Toplumdaki bu kaygılara ve teorilere karşın Yapay Zekâ üzerine araştırmalar hızla devam etmektedir. Yapay Zekâ kaynaklı GAN ya da Deepdream gibi algoritmalar sayesinde hayal gücümüzü aşan sanatsal eylemler gerçekleştirilebilmektedir. Sanatçı Mario Klingemann da bu araçları kullanarak eserler üreten öncü kişilerden biridir.
Bu çalışmada Klingemann’ın eserleri ele alınarak, teknoloji ve sanat ilişkisi, sanatçıyı bu araçları kullanarak üretime iten faktörler ele alınmıştır.
With the industrial revolution, humanity, which started its existence by sheltering in caves, entered a rapid evolutionary process, and discussions began about what it means to be human. In line with these discussions, art has entered into a change that makes it impossible to fit into definitions. In today's life, where the post- prefix is widely used in many concepts, post movements also show themselves in art. It has been entered into a process that started with postmodernism and continued with concepts such as post-truth and posthumanism.

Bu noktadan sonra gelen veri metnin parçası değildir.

//! Build script for generating the `kvm-machine` man page.
//!
//! The packaging pipeline expects the man page to be available from the
//! build output directory, so we generate it using clap-mangen here.

use std::env;
use std::fs::File;
use std::io::Write;
use std::path::PathBuf;

use clap::CommandFactory;
use clap_mangen::Man;

#[path = "src/cli/mod.rs"]
mod cli;

use cli::Cli;

fn main() -> Result<(), Box<dyn std::error::Error>> {
    let mut stdout = std::io::stdout();
    writeln!(stdout, "cargo:rerun-if-changed=build.rs")?;
    writeln!(stdout, "cargo:rerun-if-changed=src/cli/mod.rs")?;

    let out_dir =
        PathBuf::from(env::var_os("OUT_DIR").ok_or_else(|| {
            std::io::Error::new(std::io::ErrorKind::NotFound, "OUT_DIR was not set")
        })?);

    let mut buffer = Vec::new();
    Man::new(Cli::command()).render(&mut buffer)?;

    let mut file = File::create(out_dir.join("kvm-machine.1"))?;
    file.write_all(&buffer)?;

    Ok(())
}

This intense change in artistic actions started to appear especially in the late 1800s. At the beginning of the 20th century, the mechanization of the workshops, the production gaining a different dimension, the World Wars that started, and the social movements that started towards the end of the second half of the 20th century led to the emergence of new movements in art.
At the beginning of the 21st century, new ones were added to the existing discussions. In this age, which is described as the Anthropocene, research on technology has accelerated and a world situation has emerged in which people from all walks of society are interested and in need of technological developments. Technology that comes with its positive aspects has also caused negativities such as global warming. Technology has caused anxiety in some parts of society due to its unpredictable development and uncontrolled progress. Theories stemming from this concern have been produced. Names such as Jean Baudrillard, Nick Bostrum and Guy Debord have made contemporary contributions to these approaches, which come from the past and revolve around simulation theory.

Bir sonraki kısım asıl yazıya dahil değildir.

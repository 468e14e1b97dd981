//! Test support utilities shared across unit and integration tests.

use std::collections::{BTreeMap, BTreeSet, VecDeque};
use std::future::Future;
use std::net::SocketAddr;
use std::pin::Pin;
use std::sync::{Arc, Mutex, PoisonError};

use crate::hypervisor::{Hypervisor, HypervisorError, PowerState, ResourceKind};
use crate::kvm::SshProbe;
use crate::xml::DEFAULT_POOL_NAME;

/// In-memory hypervisor double.
///
/// Keeps a small simulated inventory of domains, networks, pools, and
/// volumes so the common paths behave like the real thing, and accepts
/// scripted results for the queries lifecycle tests need to steer
/// (power-state polls, interface-address lookups, injected failures).
/// Cloning shares the underlying state, so tests keep a handle for
/// assertions after moving a clone into the driver.
#[derive(Clone, Debug, Default)]
pub struct FakeHypervisor {
    inner: Arc<Mutex<Inner>>,
}

#[derive(Debug)]
struct Inner {
    version: u64,
    calls: Vec<String>,
    networks: BTreeMap<String, NetworkRecord>,
    domains: BTreeMap<String, DomainRecord>,
    pools: BTreeSet<String>,
    volumes: BTreeMap<String, VolumeRecord>,
    power_results: VecDeque<Result<PowerState, HypervisorError>>,
    interface_results: VecDeque<Result<Vec<String>, HypervisorError>>,
    failures: BTreeMap<&'static str, VecDeque<HypervisorError>>,
}

impl Default for Inner {
    fn default() -> Self {
        let mut pools = BTreeSet::new();
        pools.insert(DEFAULT_POOL_NAME.to_owned());
        Self {
            version: 5_000_000,
            calls: Vec::new(),
            networks: BTreeMap::new(),
            domains: BTreeMap::new(),
            pools,
            volumes: BTreeMap::new(),
            power_results: VecDeque::new(),
            interface_results: VecDeque::new(),
            failures: BTreeMap::new(),
        }
    }
}

#[derive(Debug)]
struct NetworkRecord {
    active: bool,
    autostart: bool,
}

#[derive(Debug)]
struct DomainRecord {
    xml: String,
    running: bool,
}

#[derive(Debug)]
struct VolumeRecord {
    pool: String,
    payload: Option<Vec<u8>>,
}

impl FakeHypervisor {
    /// Creates a fake with the `default` storage pool present and a modern
    /// library version.
    #[must_use]
    pub fn new() -> Self {
        Self::default()
    }

    fn lock(&self) -> std::sync::MutexGuard<'_, Inner> {
        self.inner.lock().unwrap_or_else(PoisonError::into_inner)
    }

    /// Overrides the reported library version.
    pub fn set_version(&self, version: u64) {
        self.lock().version = version;
    }

    /// Seeds a network record without going through `define_network`.
    pub fn seed_network(&self, name: &str, active: bool, autostart: bool) {
        self.lock()
            .networks
            .insert(name.to_owned(), NetworkRecord { active, autostart });
    }

    /// Seeds a defined domain without going through `define_domain`.
    pub fn seed_domain(&self, name: &str, running: bool) {
        self.lock().domains.insert(
            name.to_owned(),
            DomainRecord {
                xml: String::new(),
                running,
            },
        );
    }

    /// Seeds a volume in the named pool.
    pub fn seed_volume(&self, pool: &str, name: &str) {
        self.lock().volumes.insert(
            name.to_owned(),
            VolumeRecord {
                pool: pool.to_owned(),
                payload: None,
            },
        );
    }

    /// Removes a storage pool, making subsequent volume calls miss.
    pub fn remove_pool(&self, name: &str) {
        self.lock().pools.remove(name);
    }

    /// Queues a scripted result for the next `domain_power_state` call.
    pub fn push_power_state(&self, result: Result<PowerState, HypervisorError>) {
        self.lock().power_results.push_back(result);
    }

    /// Queues a scripted result for the next `domain_interface_addresses`
    /// call.
    pub fn push_interface_addresses(&self, result: Result<Vec<String>, HypervisorError>) {
        self.lock().interface_results.push_back(result);
    }

    /// Queues a failure returned by the next call to the named operation.
    pub fn fail_on(&self, operation: &'static str, error: HypervisorError) {
        self.lock()
            .failures
            .entry(operation)
            .or_default()
            .push_back(error);
    }

    /// Returns the recorded call log.
    #[must_use]
    pub fn calls(&self) -> Vec<String> {
        self.lock().calls.clone()
    }

    /// Counts recorded calls whose entry starts with `prefix`.
    #[must_use]
    pub fn calls_matching(&self, prefix: &str) -> usize {
        self.lock()
            .calls
            .iter()
            .filter(|call| call.starts_with(prefix))
            .count()
    }

    /// Reports whether the named network is flagged for autostart.
    #[must_use]
    pub fn network_autostart(&self, name: &str) -> bool {
        self.lock()
            .networks
            .get(name)
            .is_some_and(|network| network.autostart)
    }

    /// Reports whether a domain definition exists for `name`.
    #[must_use]
    pub fn domain_defined(&self, name: &str) -> bool {
        self.lock().domains.contains_key(name)
    }

    /// Returns the XML the named domain was defined from, if any.
    #[must_use]
    pub fn domain_xml(&self, name: &str) -> Option<String> {
        self.lock()
            .domains
            .get(name)
            .map(|domain| domain.xml.clone())
    }

    /// Returns the payload last uploaded to the named volume.
    #[must_use]
    pub fn volume_payload(&self, name: &str) -> Option<Vec<u8>> {
        self.lock()
            .volumes
            .get(name)
            .and_then(|volume| volume.payload.clone())
    }

    /// Reports whether the named volume still exists.
    #[must_use]
    pub fn volume_exists(&self, name: &str) -> bool {
        self.lock().volumes.contains_key(name)
    }

    /// Reports whether the named network still exists.
    #[must_use]
    pub fn network_defined(&self, name: &str) -> bool {
        self.lock().networks.contains_key(name)
    }

    fn record(&self, operation: &'static str, detail: &str) -> Result<(), HypervisorError> {
        let mut inner = self.lock();
        inner.calls.push(format!("{operation} {detail}"));
        if let Some(queue) = inner.failures.get_mut(operation) {
            if let Some(error) = queue.pop_front() {
                return Err(error);
            }
        }
        Ok(())
    }
}

fn extract_name(xml: &str) -> String {
    let start = xml.find("<name>").map(|index| index + "<name>".len());
    let end = xml.find("</name>");
    match (start, end) {
        (Some(from), Some(to)) if from <= to => {
            xml.get(from..to).unwrap_or_default().trim().to_owned()
        }
        _ => String::new(),
    }
}

fn missing(kind: ResourceKind, name: &str) -> HypervisorError {
    HypervisorError::NotFound {
        kind,
        name: name.to_owned(),
    }
}

impl Hypervisor for FakeHypervisor {
    fn library_version(&self) -> Result<u64, HypervisorError> {
        self.record("library_version", "")?;
        Ok(self.lock().version)
    }

    fn define_domain(&self, xml: &str) -> Result<(), HypervisorError> {
        let name = extract_name(xml);
        self.record("define_domain", &name)?;
        self.lock().domains.insert(
            name,
            DomainRecord {
                xml: xml.to_owned(),
                running: false,
            },
        );
        Ok(())
    }

    fn undefine_domain(&self, name: &str) -> Result<(), HypervisorError> {
        self.record("undefine_domain", name)?;
        self.lock()
            .domains
            .remove(name)
            .map(|_| ())
            .ok_or_else(|| missing(ResourceKind::Domain, name))
    }

    fn start_domain(&self, name: &str) -> Result<(), HypervisorError> {
        self.record("start_domain", name)?;
        let mut inner = self.lock();
        let domain = inner
            .domains
            .get_mut(name)
            .ok_or_else(|| missing(ResourceKind::Domain, name))?;
        domain.running = true;
        Ok(())
    }

    fn shutdown_domain(&self, name: &str) -> Result<(), HypervisorError> {
        self.record("shutdown_domain", name)?;
        let mut inner = self.lock();
        let domain = inner
            .domains
            .get_mut(name)
            .ok_or_else(|| missing(ResourceKind::Domain, name))?;
        domain.running = false;
        Ok(())
    }

    fn destroy_domain(&self, name: &str) -> Result<(), HypervisorError> {
        self.record("destroy_domain", name)?;
        let mut inner = self.lock();
        let domain = inner
            .domains
            .get_mut(name)
            .ok_or_else(|| missing(ResourceKind::Domain, name))?;
        domain.running = false;
        Ok(())
    }

    fn domain_power_state(&self, name: &str) -> Result<PowerState, HypervisorError> {
        self.record("domain_power_state", name)?;
        let mut inner = self.lock();
        if let Some(result) = inner.power_results.pop_front() {
            return result;
        }
        inner.domains.get(name).map_or_else(
            || Err(missing(ResourceKind::Domain, name)),
            |domain| {
                Ok(if domain.running {
                    PowerState::Running
                } else {
                    PowerState::Shutoff
                })
            },
        )
    }

    fn domain_interface_addresses(&self, name: &str) -> Result<Vec<String>, HypervisorError> {
        self.record("domain_interface_addresses", name)?;
        self.lock()
            .interface_results
            .pop_front()
            .unwrap_or_else(|| Ok(Vec::new()))
    }

    fn network_is_active(&self, name: &str) -> Result<bool, HypervisorError> {
        self.record("network_is_active", name)?;
        self.lock().networks.get(name).map_or_else(
            || Err(missing(ResourceKind::Network, name)),
            |network| Ok(network.active),
        )
    }

    fn define_network(&self, xml: &str) -> Result<(), HypervisorError> {
        let name = extract_name(xml);
        self.record("define_network", &name)?;
        self.lock().networks.insert(
            name,
            NetworkRecord {
                active: false,
                autostart: false,
            },
        );
        Ok(())
    }

    fn set_network_autostart(&self, name: &str, autostart: bool) -> Result<(), HypervisorError> {
        self.record("set_network_autostart", name)?;
        let mut inner = self.lock();
        let network = inner
            .networks
            .get_mut(name)
            .ok_or_else(|| missing(ResourceKind::Network, name))?;
        network.autostart = autostart;
        Ok(())
    }

    fn activate_network(&self, name: &str) -> Result<(), HypervisorError> {
        self.record("activate_network", name)?;
        let mut inner = self.lock();
        let network = inner
            .networks
            .get_mut(name)
            .ok_or_else(|| missing(ResourceKind::Network, name))?;
        network.active = true;
        Ok(())
    }

    fn destroy_network(&self, name: &str) -> Result<(), HypervisorError> {
        self.record("destroy_network", name)?;
        let mut inner = self.lock();
        let network = inner
            .networks
            .get_mut(name)
            .ok_or_else(|| missing(ResourceKind::Network, name))?;
        network.active = false;
        Ok(())
    }

    fn undefine_network(&self, name: &str) -> Result<(), HypervisorError> {
        self.record("undefine_network", name)?;
        self.lock()
            .networks
            .remove(name)
            .map(|_| ())
            .ok_or_else(|| missing(ResourceKind::Network, name))
    }

    fn create_volume(&self, pool: &str, xml: &str) -> Result<(), HypervisorError> {
        let name = extract_name(xml);
        self.record("create_volume", &name)?;
        let mut inner = self.lock();
        if !inner.pools.contains(pool) {
            return Err(missing(ResourceKind::StoragePool, pool));
        }
        inner.volumes.insert(
            name,
            VolumeRecord {
                pool: pool.to_owned(),
                payload: None,
            },
        );
        Ok(())
    }

    fn upload_volume(
        &self,
        pool: &str,
        volume: &str,
        payload: &[u8],
    ) -> Result<(), HypervisorError> {
        self.record("upload_volume", volume)?;
        let mut inner = self.lock();
        if !inner.pools.contains(pool) {
            return Err(missing(ResourceKind::StoragePool, pool));
        }
        let record = inner
            .volumes
            .get_mut(volume)
            .ok_or_else(|| missing(ResourceKind::StorageVolume, volume))?;
        record.payload = Some(payload.to_vec());
        Ok(())
    }

    fn delete_volume(&self, pool: &str, volume: &str) -> Result<(), HypervisorError> {
        self.record("delete_volume", volume)?;
        let mut inner = self.lock();
        if !inner.pools.contains(pool) {
            return Err(missing(ResourceKind::StoragePool, pool));
        }
        match inner.volumes.get(volume) {
            Some(record) if record.pool == pool => {
                inner.volumes.remove(volume);
                Ok(())
            }
            _ => Err(missing(ResourceKind::StorageVolume, volume)),
        }
    }
}

/// SSH probe double returning scripted outcomes in FIFO order, then a fixed
/// default.
#[derive(Clone, Debug)]
pub struct ScriptedProbe {
    outcomes: Arc<Mutex<VecDeque<bool>>>,
    fallback: bool,
    attempts: Arc<Mutex<usize>>,
}

impl ScriptedProbe {
    /// Creates a probe that reports `fallback` once the scripted outcomes
    /// run out.
    #[must_use]
    pub fn always(fallback: bool) -> Self {
        Self {
            outcomes: Arc::new(Mutex::new(VecDeque::new())),
            fallback,
            attempts: Arc::new(Mutex::new(0)),
        }
    }

    /// Queues the next probe outcome.
    pub fn push(&self, outcome: bool) {
        self.outcomes
            .lock()
            .unwrap_or_else(PoisonError::into_inner)
            .push_back(outcome);
    }

    /// Number of probes performed so far.
    #[must_use]
    pub fn attempts(&self) -> usize {
        *self.attempts.lock().unwrap_or_else(PoisonError::into_inner)
    }
}

impl SshProbe for ScriptedProbe {
    fn probe<'a>(&'a self, _addr: SocketAddr) -> Pin<Box<dyn Future<Output = bool> + Send + 'a>> {
        Box::pin(async move {
            *self
                .attempts
                .lock()
                .unwrap_or_else(PoisonError::into_inner) += 1;
            self.outcomes
                .lock()
                .unwrap_or_else(PoisonError::into_inner)
                .pop_front()
                .unwrap_or(self.fallback)
        })
    }
}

Despite these concerns and theories in society, research on Artificial Intelligence continues rapidly. Thanks to algorithms such as GAN or Deepdream originating from Artificial Intelligence, artistic actions beyond our imagination can be performed. Artist Mario Klingemann is one of the pioneers who produces works using these tools.
In this study, Klingemann's works are discussed, the relationship between technology and art, and the factors that push the artist to production by using these tools.